Due to the number of qubits required to formulate a QUBO for the TSP, we were not able to run QAOA for all TSP instances. For example, an instance with six cities already requires 25 qubits (we can fix the choice of the first city to be visited without loss of generality, requiring only (n−1)2 variables to formulate the QUBO). A different formulation of the QUBO problem presented in64, that needs \({{{\mathcal{O}}}}(n\log (n))\) qubits, avoids this issue by modifying the circuit design. However, this proposal increases the circuit depth considerably and is therefore ill-suited for the NISQ era.

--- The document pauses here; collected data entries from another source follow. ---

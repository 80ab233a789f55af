mod cli;
mod dispatch;
mod output;
mod stdout_io;
mod telemetry;

use std::process::ExitCode;

use clap::{Parser, error::ErrorKind};
use greenbean_client::ClientError;
use stdout_io::write_stdout_text;

const ROOT_HELP: &str = "GreenBean - sustainable grocery rewards

Usage:
  greenbean <command>

Start here:
  greenbean scan --help
  greenbean rewards show
";

const TOP_LEVEL_HELP: &str = "GreenBean - sustainable grocery rewards

USAGE: greenbean <command>

Scan a receipt:
  1. greenbean scan --help                        Read how points and badges work
  2. greenbean scan --dry-run <image>             Preview classification without earning points
  3. greenbean scan <image>                       Earn points for sustainable products

Check a saved extraction response offline:
  greenbean classify <path>                       Classify a saved JSON body (use `-` for stdin)

Rewards:
  greenbean rewards show                          Points, badge and progress to the next badge
  greenbean rewards earn <amount>                 Score a purchase amount by hand
  greenbean rewards reset                         Start over from zero

Activity:
  greenbean activity reminder                     Record a scheduled expiration reminder
  greenbean activity medicine <name>              Log a medicine you keep at home

Other commands:
  greenbean allow-list show                       List the sustainable-product allow-list

Add --json to any command for machine-readable output.
Set GREENBEAN_LOG=debug to see diagnostic logs on stderr.
";

fn main() -> ExitCode {
    match run() {
        Ok(code) => code,
        Err(code) => code,
    }
}

fn run() -> Result<ExitCode, ExitCode> {
    let raw_args = std::env::args().collect::<Vec<String>>();
    if raw_args.len() == 1 {
        if write_stdout_text(ROOT_HELP).is_err() {
            return Err(ExitCode::from(2));
        }
        return Ok(ExitCode::SUCCESS);
    }

    if let Err(error) = telemetry::init() {
        eprintln!("greenbean: {error}; continuing without logs");
    }

    let parsed = cli::Cli::try_parse();
    let cli = match parsed {
        Ok(value) => value,
        Err(err) => return handle_parse_error(&err, &raw_args),
    };
    let mode = output::mode_for_command(&cli.command);

    match dispatch::dispatch(&cli) {
        Ok(success) => {
            tracing::debug!(command = %success.command, "command completed");
            if output::print_success(&success, mode).is_err() {
                return Err(ExitCode::from(2));
            }
            Ok(ExitCode::SUCCESS)
        }
        Err(error) => {
            tracing::debug!(code = %error.code, "command failed");
            if output::print_failure(&error, mode).is_err() {
                return Err(ExitCode::from(2));
            }
            Err(exit_code_for_error(&error))
        }
    }
}

fn handle_parse_error(err: &clap::Error, raw_args: &[String]) -> Result<ExitCode, ExitCode> {
    match err.kind() {
        ErrorKind::DisplayHelp | ErrorKind::DisplayHelpOnMissingArgumentOrSubcommand => {
            let text = if is_top_level_help_request(raw_args) {
                TOP_LEVEL_HELP.to_string()
            } else {
                err.to_string()
            };
            if write_stdout_text(&text).is_err() {
                return Err(ExitCode::from(2));
            }
            return Ok(ExitCode::SUCCESS);
        }
        ErrorKind::DisplayVersion => {
            if write_stdout_text(&err.to_string()).is_err() {
                return Err(ExitCode::from(2));
            }
            return Ok(ExitCode::SUCCESS);
        }
        _ => {}
    }

    let command_hint = if matches!(
        err.kind(),
        ErrorKind::MissingRequiredArgument
            | ErrorKind::InvalidValue
            | ErrorKind::ValueValidation
            | ErrorKind::WrongNumberOfValues
            | ErrorKind::UnknownArgument
            | ErrorKind::InvalidSubcommand
    ) {
        command_path_from_args(raw_args)
    } else {
        None
    };
    let clean_message = strip_clap_boilerplate(&err.to_string());
    let parse_error = ClientError::invalid_argument_for_command(&clean_message, command_hint);
    let mode = infer_requested_output_mode(raw_args);
    if output::print_failure(&parse_error, mode).is_err() {
        return Err(ExitCode::from(2));
    }
    Err(ExitCode::from(1))
}

fn is_top_level_help_request(raw_args: &[String]) -> bool {
    raw_args.len() == 2 && matches!(raw_args[1].as_str(), "--help" | "-h")
}

/// Strips clap's trailing boilerplate (Usage line, "For more information" hint)
/// so the recovery steps are the single source of guidance.
fn strip_clap_boilerplate(message: &str) -> String {
    let trimmed = if let Some(pos) = message.find("\n\nUsage:") {
        &message[..pos]
    } else if let Some(pos) = message.find("\nFor more information") {
        &message[..pos]
    } else {
        message
    };
    trimmed.trim_end().to_string()
}

/// Maps raw CLI args to the subcommand path used in help hints, e.g. "rewards earn".
fn command_path_from_args(raw_args: &[String]) -> Option<&'static str> {
    let non_flags: Vec<&str> = raw_args
        .iter()
        .skip(1)
        .filter(|value| !value.starts_with('-'))
        .map(String::as_str)
        .collect();

    match non_flags.as_slice() {
        ["scan", ..] => Some("scan"),
        ["classify", ..] => Some("classify"),
        ["rewards", "show", ..] => Some("rewards show"),
        ["rewards", "earn", ..] => Some("rewards earn"),
        ["rewards", "reset", ..] => Some("rewards reset"),
        ["rewards", ..] => Some("rewards"),
        ["activity", "reminder", ..] => Some("activity reminder"),
        ["activity", "medicine", ..] => Some("activity medicine"),
        ["activity", ..] => Some("activity"),
        ["allow-list", "show", ..] => Some("allow-list show"),
        ["allow-list", ..] => Some("allow-list"),
        _ => None,
    }
}

fn exit_code_for_error(error: &ClientError) -> ExitCode {
    if error.is_internal() {
        ExitCode::from(2)
    } else {
        ExitCode::from(1)
    }
}

fn infer_requested_output_mode(raw_args: &[String]) -> output::OutputMode {
    if raw_args.iter().skip(1).any(|value| value == "--json") {
        return output::OutputMode::Json;
    }
    output::OutputMode::Text
}
use std::path::Path;

use crate::ClientResult;
use crate::classify::AllowList;
use crate::config::AppConfig;
use crate::rewards::{RewardsEngine, SqliteRewardsStore};
use crate::setup::{SetupContext, ensure_initialized, ensure_initialized_at};

pub(crate) fn load_setup(home_override: Option<&Path>) -> ClientResult<SetupContext> {
    match home_override {
        Some(home) => ensure_initialized_at(home),
        None => ensure_initialized(),
    }
}

pub(crate) fn open_engine(setup: &SetupContext) -> ClientResult<RewardsEngine<SqliteRewardsStore>> {
    RewardsEngine::open(SqliteRewardsStore::new(&setup.db_path))
}

pub(crate) fn load_allow_list(config: &AppConfig) -> ClientResult<AllowList> {
    let allow_list = AllowList::load(&config.allow_list)?;
    tracing::debug!(
        source = %config.allow_list.describe(),
        entries = allow_list.len(),
        "allow-list loaded"
    );
    Ok(allow_list)
}
use std::io;

use serde_json::Value;

use super::format::{Align, Column, format_money, key_value_rows, render_table};
use super::rewards_text::render_rewards_summary;

const ITEM_COLUMNS: [Column<'static>; 3] = [
    Column {
        name: "Product",
        align: Align::Left,
    },
    Column {
        name: "Price",
        align: Align::Right,
    },
    Column {
        name: "Sustainable",
        align: Align::Left,
    },
];

pub fn render_scan(data: &Value) -> io::Result<String> {
    let items = items_array(data)?;
    let message = data.get("message").and_then(Value::as_str).unwrap_or("");

    let mut lines = vec![message.to_string()];
    if !items.is_empty() {
        lines.push(String::new());
        lines.extend(render_items(items));
        lines.push(String::new());
        lines.extend(render_totals(data));
    }

    if let Some(rewards) = data.get("rewards").filter(|value| value.is_object()) {
        lines.push(String::new());
        lines.push("Your rewards:".to_string());
        lines.extend(render_rewards_summary(rewards));
    }

    Ok(lines.join("\n"))
}

pub fn render_classify(data: &Value) -> io::Result<String> {
    let items = items_array(data)?;
    let source = data
        .get("allow_list_source")
        .and_then(Value::as_str)
        .unwrap_or("bundled");

    let mut lines = vec![format!("Classified with the {source} allow-list."), String::new()];
    if items.is_empty() {
        lines.push("No products found.".to_string());
    } else {
        lines.extend(render_items(items));
    }
    lines.push(String::new());
    lines.extend(render_totals(data));
    Ok(lines.join("\n"))
}

pub fn render_allow_list(data: &Value) -> io::Result<String> {
    let entries = data
        .get("entries")
        .and_then(Value::as_array)
        .ok_or_else(|| io::Error::other("allow-list output requires entries"))?;
    let source = data.get("source").and_then(Value::as_str).unwrap_or("");

    let rows = entries
        .iter()
        .map(|entry| {
            vec![
                entry
                    .get("name")
                    .and_then(Value::as_str)
                    .unwrap_or("")
                    .to_string(),
                yes_no(entry.get("counts").and_then(Value::as_bool).unwrap_or(false)),
            ]
        })
        .collect::<Vec<Vec<String>>>();

    let mut lines = vec![
        format!("Allow-list ({source}), {} entries:", entries.len()),
        String::new(),
    ];
    lines.extend(render_table(
        &[
            Column {
                name: "Product",
                align: Align::Left,
            },
            Column {
                name: "Counts",
                align: Align::Left,
            },
        ],
        &rows,
    ));
    Ok(lines.join("\n"))
}

fn items_array(data: &Value) -> io::Result<&Vec<Value>> {
    data.get("items")
        .and_then(Value::as_array)
        .ok_or_else(|| io::Error::other("classification output requires items"))
}

fn render_items(items: &[Value]) -> Vec<String> {
    let rows = items
        .iter()
        .map(|item| {
            vec![
                item.get("name")
                    .and_then(Value::as_str)
                    .unwrap_or("")
                    .to_string(),
                format_money(item.get("price").and_then(Value::as_f64).unwrap_or(0.0)),
                yes_no(
                    item.get("sustainable")
                        .and_then(Value::as_bool)
                        .unwrap_or(false),
                ),
            ]
        })
        .collect::<Vec<Vec<String>>>();
    render_table(&ITEM_COLUMNS, &rows)
}

fn render_totals(data: &Value) -> Vec<String> {
    let subtotal = data
        .get("sustainable_subtotal")
        .and_then(Value::as_f64)
        .unwrap_or(0.0);
    let mut entries = vec![("Sustainable subtotal", format_money(subtotal))];

    let dropped = data
        .get("dropped_items")
        .and_then(Value::as_u64)
        .unwrap_or(0);
    if dropped > 0 {
        entries.push(("Unreadable lines skipped", dropped.to_string()));
    }

    if let Some(points) = data.get("points_awarded").and_then(Value::as_i64) {
        entries.push(("Points awarded", points.to_string()));
    }

    key_value_rows(&entries, 2)
}

fn yes_no(value: bool) -> String {
    if value { "yes" } else { "no" }.to_string()
}
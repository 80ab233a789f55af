use rusqlite::Connection;
use rusqlite_migration::{M, Migrations};

const BOOTSTRAP_SQL: &str = include_str!("migrations/0001_bootstrap.sql");

pub const REQUIRED_META_KEYS: [(&str, &str); 1] = [("schema_version", "v1")];

pub fn run_pending(conn: &mut Connection) -> rusqlite_migration::Result<()> {
    let migrations = Migrations::new(vec![M::up(BOOTSTRAP_SQL)]);
    migrations.to_latest(conn)
}
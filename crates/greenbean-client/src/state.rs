use std::fs;
use std::path::{Path, PathBuf};
use std::time::Duration;

use rusqlite::{Connection, Error as SqliteError, ffi::ErrorCode};

use crate::{ClientError, ClientResult};

pub const HOME_ENV_VAR: &str = "GREENBEAN_HOME";

pub fn resolve_home(home_override: Option<&Path>) -> ClientResult<PathBuf> {
    let candidate = match home_override {
        Some(path) => path.to_path_buf(),
        None => {
            if let Some(override_path) = std::env::var_os(HOME_ENV_VAR) {
                PathBuf::from(override_path)
            } else if let Some(home_path) = home::home_dir() {
                home_path.join(".greenbean")
            } else {
                return Err(ClientError::store_init_failed(
                    Path::new("."),
                    "Could not resolve a home directory for the rewards store.",
                ));
            }
        }
    };

    absolutize(&candidate)
}

pub fn ensure_home_directory(path: &Path) -> ClientResult<()> {
    fs::create_dir_all(path).map_err(|error| map_io_error(path, &error))?;
    set_private_permissions_best_effort(path);
    Ok(())
}

pub fn rewards_db_path(home: &Path) -> PathBuf {
    home.join("rewards.db")
}

pub fn allow_list_path(home: &Path) -> PathBuf {
    home.join("allow_list.json")
}

pub fn open_connection(db_path: &Path) -> ClientResult<Connection> {
    let connection =
        Connection::open(db_path).map_err(|error| map_sqlite_error(db_path, &error))?;
    connection
        .busy_timeout(Duration::from_millis(250))
        .map_err(|error| map_sqlite_error(db_path, &error))?;
    Ok(connection)
}

pub fn map_io_error(path: &Path, error: &std::io::Error) -> ClientError {
    if error.kind() == std::io::ErrorKind::PermissionDenied {
        return ClientError::store_init_permission_denied(path, &error.to_string());
    }

    ClientError::store_init_failed(path, &error.to_string())
}

pub fn map_sqlite_error(path: &Path, error: &SqliteError) -> ClientError {
    let error_code = error.sqlite_error_code();

    if matches!(
        error_code,
        Some(ErrorCode::DatabaseBusy | ErrorCode::DatabaseLocked)
    ) {
        return ClientError::store_locked(path);
    }

    if matches!(error_code, Some(ErrorCode::NotADatabase)) {
        return ClientError::store_corrupt(path);
    }

    if matches!(
        error_code,
        Some(ErrorCode::CannotOpen | ErrorCode::ReadOnly)
    ) {
        return ClientError::store_init_permission_denied(path, &error.to_string());
    }

    ClientError::store_init_failed(path, &error.to_string())
}

fn absolutize(path: &Path) -> ClientResult<PathBuf> {
    if path.is_absolute() {
        return Ok(path.to_path_buf());
    }

    std::env::current_dir()
        .map(|cwd| cwd.join(path))
        .map_err(|error| ClientError::store_init_failed(path, &error.to_string()))
}

#[cfg(unix)]
fn set_private_permissions_best_effort(path: &Path) {
    use std::os::unix::fs::PermissionsExt;

    let _ = fs::set_permissions(path, fs::Permissions::from_mode(0o700));
}

#[cfg(not(unix))]
fn set_private_permissions_best_effort(_path: &Path) {}
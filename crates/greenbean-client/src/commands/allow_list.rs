use std::path::Path;

use crate::ClientResult;
use crate::commands::common::load_allow_list;
use crate::config::AppConfig;
use crate::contracts::envelope::{SuccessEnvelope, success};
use crate::contracts::types::{AllowListData, AllowListEntry};
use crate::state::resolve_home;

#[derive(Debug, Default)]
pub struct AllowListOptions<'a> {
    pub home_override: Option<&'a Path>,
}

pub fn show() -> ClientResult<SuccessEnvelope> {
    show_with_options(AllowListOptions::default())
}

#[doc(hidden)]
pub fn show_with_options(options: AllowListOptions<'_>) -> ClientResult<SuccessEnvelope> {
    let home = resolve_home(options.home_override)?;
    let config = AppConfig::load(Some(&home))?;
    let allow_list = load_allow_list(&config)?;

    let entries = allow_list
        .entries()
        .iter()
        .map(|(name, counts)| AllowListEntry {
            name: name.clone(),
            counts: *counts,
        })
        .collect::<Vec<AllowListEntry>>();

    success(
        "allow-list show",
        AllowListData {
            source: allow_list.source().describe(),
            total: entries.len(),
            entries,
        },
    )
}
use std::sync::{Mutex, MutexGuard, PoisonError};

use serde::Serialize;

use super::badges::{badge_for_points, tier_rank};
use super::bonus::{BonusEvent, BonusKind, MEDICINE_LOG_POINTS, base_points};
use super::{RewardsState, RewardsStore};
use crate::classify::normalize_product_name;
use crate::{ClientError, ClientResult};

#[derive(Debug, Clone, PartialEq, Eq, Serialize)]
pub struct ActivityOutcome {
    pub points_awarded: i64,
    pub state: RewardsState,
}

/// Owns the rewards state and its store. Every mutation is serialized by an
/// internal lock and applied to the freshly read stored state inside a store
/// update, so engines sharing one store never lose each other's points. The
/// cached state is refreshed only after the write succeeds.
pub struct RewardsEngine<S: RewardsStore> {
    store: S,
    state: Mutex<RewardsState>,
}

impl<S: RewardsStore> RewardsEngine<S> {
    pub fn open(store: S) -> ClientResult<Self> {
        let state = store.load()?;
        tracing::debug!(
            total_points = state.total_points,
            badge = state.current_badge.as_deref().unwrap_or("none"),
            "loaded rewards state"
        );
        Ok(Self {
            store,
            state: Mutex::new(state),
        })
    }

    pub fn state(&self) -> RewardsState {
        self.lock().clone()
    }

    pub fn store(&self) -> &S {
        &self.store
    }

    /// Scores a purchase and returns the updated state.
    pub fn compute_points(&self, spent: f64, event: Option<&str>) -> ClientResult<RewardsState> {
        self.award_purchase(spent, event).map(|outcome| outcome.state)
    }

    /// Like `compute_points`, also reporting how many points were added.
    pub fn award_purchase(&self, spent: f64, event: Option<&str>) -> ClientResult<ActivityOutcome> {
        if !spent.is_finite() || spent < 0.0 {
            return Err(ClientError::invalid_argument_with_recovery(
                &format!("Spend must be a non-negative dollar amount, got {spent}."),
                vec!["Pass the sustainable subtotal in dollars, e.g. `12.40`.".to_string()],
            ));
        }

        let event_bonus = event_bonus(event);
        let outcome = self.apply(|state| {
            let mut awarded = base_points(spent).saturating_add(event_bonus);
            awarded = awarded.saturating_add(grant_once(state, BonusKind::FirstPurchase));
            add_points(state, awarded);
            awarded
        })?;

        tracing::info!(
            spent,
            event = event.unwrap_or("none"),
            points_awarded = outcome.points_awarded,
            total_points = outcome.state.total_points,
            "purchase scored"
        );
        Ok(outcome)
    }

    /// Grants the one-time bonus for `kind` if it has not been granted yet.
    pub fn record_activity(&self, kind: BonusKind) -> ClientResult<ActivityOutcome> {
        let outcome = self.apply(|state| {
            let awarded = grant_once(state, kind);
            add_points(state, awarded);
            awarded
        })?;

        tracing::info!(
            activity = kind.as_str(),
            points_awarded = outcome.points_awarded,
            "activity recorded"
        );
        Ok(outcome)
    }

    /// Awards points the first time each distinct medicine name is logged.
    pub fn log_medicine(&self, name: &str) -> ClientResult<ActivityOutcome> {
        let key = normalize_product_name(name);
        if key.is_empty() {
            return Err(ClientError::invalid_argument_for_command(
                "Medicine name must not be empty.",
                Some("activity medicine"),
            ));
        }

        let outcome = self.apply(|state| {
            if state.logged_medicines.insert(key.clone()) {
                add_points(state, MEDICINE_LOG_POINTS);
                MEDICINE_LOG_POINTS
            } else {
                0
            }
        })?;

        tracing::info!(
            medicine = %key,
            points_awarded = outcome.points_awarded,
            "medicine logged"
        );
        Ok(outcome)
    }

    pub fn reset_rewards(&self) -> ClientResult<RewardsState> {
        let outcome = self.apply(|state| {
            *state = RewardsState::default();
            0
        })?;
        tracing::info!("rewards reset");
        Ok(outcome.state)
    }

    /// Runs `mutate` through the store's atomic update and only then swaps
    /// the result in. A failed write leaves the in-memory state untouched.
    fn apply<F>(&self, mutate: F) -> ClientResult<ActivityOutcome>
    where
        F: FnOnce(&mut RewardsState) -> i64,
    {
        let mut guard = self.lock();
        let (next, points_awarded) = match self.store.update(mutate) {
            Ok(updated) => updated,
            Err(error) => {
                tracing::error!(
                    code = %error.code,
                    error = %error.message,
                    "failed to persist rewards state; update discarded"
                );
                return Err(ClientError::rewards_persist_failed(&error.message, &error.code));
            }
        };

        *guard = next.clone();
        Ok(ActivityOutcome {
            points_awarded,
            state: next,
        })
    }

    fn lock(&self) -> MutexGuard<'_, RewardsState> {
        // The guarded value is only replaced after a successful update, so a
        // poisoned lock still holds a consistent state.
        self.state.lock().unwrap_or_else(PoisonError::into_inner)
    }
}

fn event_bonus(event: Option<&str>) -> i64 {
    let Some(tag) = event.map(str::trim).filter(|tag| !tag.is_empty()) else {
        return 0;
    };
    match BonusEvent::from_tag(tag) {
        Some(known) => known.points(),
        None => {
            tracing::warn!(event = tag, "ignoring unknown bonus event");
            0
        }
    }
}

fn grant_once(state: &mut RewardsState, kind: BonusKind) -> i64 {
    if state.bonuses_granted.insert(kind) {
        kind.points()
    } else {
        0
    }
}

fn add_points(state: &mut RewardsState, points: i64) {
    state.total_points = state.total_points.saturating_add(points);

    let previous = state.current_badge.take();
    let derived = badge_for_points(state.total_points);
    if tier_rank(derived) > tier_rank(previous.as_deref()) {
        tracing::info!(
            from = previous.as_deref().unwrap_or("none"),
            to = derived.unwrap_or("none"),
            "badge upgraded"
        );
    }
    state.current_badge = derived.map(std::string::ToString::to_string);
}
use serde::Serialize;
use serde_json::Value;

use crate::API_VERSION;
use crate::error::{ClientError, ClientResult};

#[derive(Debug, Clone, Serialize)]
pub struct SuccessEnvelope {
    pub ok: bool,
    pub command: String,
    pub version: String,
    pub data: Value,
}

#[derive(Debug, Clone, Serialize)]
pub struct FailureEnvelope {
    pub ok: bool,
    pub error: ErrorContract,
    #[serde(skip_serializing_if = "Option::is_none")]
    pub data: Option<Value>,
}

#[derive(Debug, Clone, Serialize)]
pub struct ErrorContract {
    pub code: String,
    pub message: String,
    pub recovery_steps: Vec<String>,
}

pub fn success<T>(command: &str, data: T) -> ClientResult<SuccessEnvelope>
where
    T: Serialize,
{
    let json_data = serde_json::to_value(data)
        .map_err(|err| ClientError::internal_serialization(&err.to_string()))?;
    Ok(SuccessEnvelope {
        ok: true,
        command: command.to_string(),
        version: API_VERSION.to_string(),
        data: json_data,
    })
}

pub fn failure_from_error(error: &ClientError) -> FailureEnvelope {
    FailureEnvelope {
        ok: false,
        error: ErrorContract {
            code: error.code.clone(),
            message: error.message.clone(),
            recovery_steps: error.recovery_steps.clone(),
        },
        data: error.data.clone(),
    }
}
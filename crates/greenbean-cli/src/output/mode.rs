use crate::cli::Commands;

#[derive(Debug, Clone, Copy, Eq, PartialEq)]
pub enum OutputMode {
    Text,
    Json,
}

pub fn mode_for_command(command: &Commands) -> OutputMode {
    if command.json_requested() {
        OutputMode::Json
    } else {
        OutputMode::Text
    }
}
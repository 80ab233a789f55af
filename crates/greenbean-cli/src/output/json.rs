use std::io;

use greenbean_client::contracts::envelope::failure_from_error;
use greenbean_client::{ClientError, SuccessEnvelope};
use serde::Serialize;

pub fn render_success_json(success: &SuccessEnvelope) -> io::Result<String> {
    serialize_json_pretty(success)
}

pub fn render_error_json(error: &ClientError) -> io::Result<String> {
    serialize_json_pretty(&failure_from_error(error))
}

fn serialize_json_pretty<T>(value: &T) -> io::Result<String>
where
    T: Serialize,
{
    serde_json::to_string_pretty(value).map_err(io::Error::other)
}
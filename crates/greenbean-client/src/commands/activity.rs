use std::path::Path;

use crate::ClientResult;
use crate::commands::common::{load_setup, open_engine};
use crate::contracts::envelope::{SuccessEnvelope, success};
use crate::contracts::types::{ActivityData, RewardsView};
use crate::rewards::BonusKind;

#[derive(Debug, Default)]
pub struct ActivityOptions<'a> {
    pub home_override: Option<&'a Path>,
}

pub fn reminder() -> ClientResult<SuccessEnvelope> {
    reminder_with_options(ActivityOptions::default())
}

/// Inbound "reminder scheduled" event from the expiration reminder scheduler.
#[doc(hidden)]
pub fn reminder_with_options(options: ActivityOptions<'_>) -> ClientResult<SuccessEnvelope> {
    let setup = load_setup(options.home_override)?;
    let engine = open_engine(&setup)?;
    let outcome = engine.record_activity(BonusKind::FirstReminder)?;

    let message = if outcome.points_awarded > 0 {
        format!(
            "You earned {} points for setting your first reminder!",
            outcome.points_awarded
        )
    } else {
        "Your reminder was recorded.".to_string()
    };

    success(
        "activity reminder",
        ActivityData {
            activity: BonusKind::FirstReminder.as_str().to_string(),
            subject: None,
            points_awarded: outcome.points_awarded,
            message,
            rewards: RewardsView::from(&outcome.state),
        },
    )
}

pub fn medicine(name: &str) -> ClientResult<SuccessEnvelope> {
    medicine_with_options(name, ActivityOptions::default())
}

/// Inbound "medicine logged" event.
#[doc(hidden)]
pub fn medicine_with_options(
    name: &str,
    options: ActivityOptions<'_>,
) -> ClientResult<SuccessEnvelope> {
    let setup = load_setup(options.home_override)?;
    let engine = open_engine(&setup)?;
    let outcome = engine.log_medicine(name)?;

    let trimmed = name.trim();
    let message = if outcome.points_awarded > 0 {
        format!(
            "Logged {trimmed}. You earned {} points.",
            outcome.points_awarded
        )
    } else {
        format!("{trimmed} was already logged. No new points.")
    };

    success(
        "activity medicine",
        ActivityData {
            activity: "medicine_logged".to_string(),
            subject: Some(trimmed.to_string()),
            points_awarded: outcome.points_awarded,
            message,
            rewards: RewardsView::from(&outcome.state),
        },
    )
}
use std::io;

use serde_json::Value;

use super::format::{format_points, key_value_rows};

pub fn render_rewards_show(data: &Value) -> io::Result<String> {
    let rewards = rewards_object(data)?;
    let mut lines = vec!["Your rewards:".to_string(), String::new()];
    lines.extend(render_rewards_summary(rewards));
    Ok(lines.join("\n"))
}

pub fn render_rewards_earn(data: &Value) -> io::Result<String> {
    let rewards = rewards_object(data)?;
    let awarded = data
        .get("points_awarded")
        .and_then(Value::as_i64)
        .unwrap_or(0);
    let spent = data.get("spent").and_then(Value::as_f64).unwrap_or(0.0);

    let mut lines = vec![
        format!("You earned {} for ${spent:.2}.", format_points(awarded)),
        String::new(),
    ];
    lines.extend(render_rewards_summary(rewards));
    Ok(lines.join("\n"))
}

pub fn render_message_with_rewards(data: &Value) -> io::Result<String> {
    let rewards = rewards_object(data)?;
    let message = data.get("message").and_then(Value::as_str).unwrap_or("");

    let mut lines = vec![message.to_string(), String::new()];
    lines.extend(render_rewards_summary(rewards));
    Ok(lines.join("\n"))
}

pub(super) fn render_rewards_summary(rewards: &Value) -> Vec<String> {
    let total = rewards
        .get("total_points")
        .and_then(Value::as_i64)
        .unwrap_or(0);
    let badge = rewards
        .get("current_badge")
        .and_then(Value::as_str)
        .unwrap_or("none yet");

    let mut entries = vec![
        ("Points", total.to_string()),
        ("Badge", badge.to_string()),
    ];

    match rewards.get("next_badge").filter(|value| !value.is_null()) {
        Some(next) => {
            let label = next.get("label").and_then(Value::as_str).unwrap_or("");
            let to_go = next
                .get("points_to_go")
                .and_then(Value::as_i64)
                .unwrap_or(0);
            entries.push(("Next badge", format!("{label} in {}", format_points(to_go))));
        }
        None => entries.push(("Next badge", "all badges earned".to_string())),
    }

    let medicines = rewards
        .get("medicines_logged")
        .and_then(Value::as_u64)
        .unwrap_or(0);
    if medicines > 0 {
        entries.push(("Medicines", medicines.to_string()));
    }

    key_value_rows(&entries, 2)
}

fn rewards_object(data: &Value) -> io::Result<&Value> {
    data.get("rewards")
        .filter(|value| value.is_object())
        .ok_or_else(|| io::Error::other("rewards output requires rewards"))
}
pub mod envelope;
pub mod types;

In Fig. 7, we can see that finding a good set of parameters for QAOA to solve TSP is hard even for five-city instances. We note that the performance of QAOA improves with higher p, however, QAOA performance is still far from matching the approximation ratios obtained by EQC even for p = 3, which can be seen in Fig. 7 as a black dashed line. Furthermore, we note that significant computational effort is required to obtain these results: methods like COBYLA are based on gradient descent, which requires us to evaluate the circuit many times until either convergence or the maximum number of iterations is reached. We also note that due to the heuristic optimization of the QAOA parameters themselves, we are not guaranteed that the configuration of parameters is optimal, which may result in either insufficient iterations to converge or premature convergence to sub-optimal parameter values. In an attempt to mitigate this, we tested several optimizers (Adam, SPSA, BFGS and COBYLA) and used the best results, which were those found by COBYLA.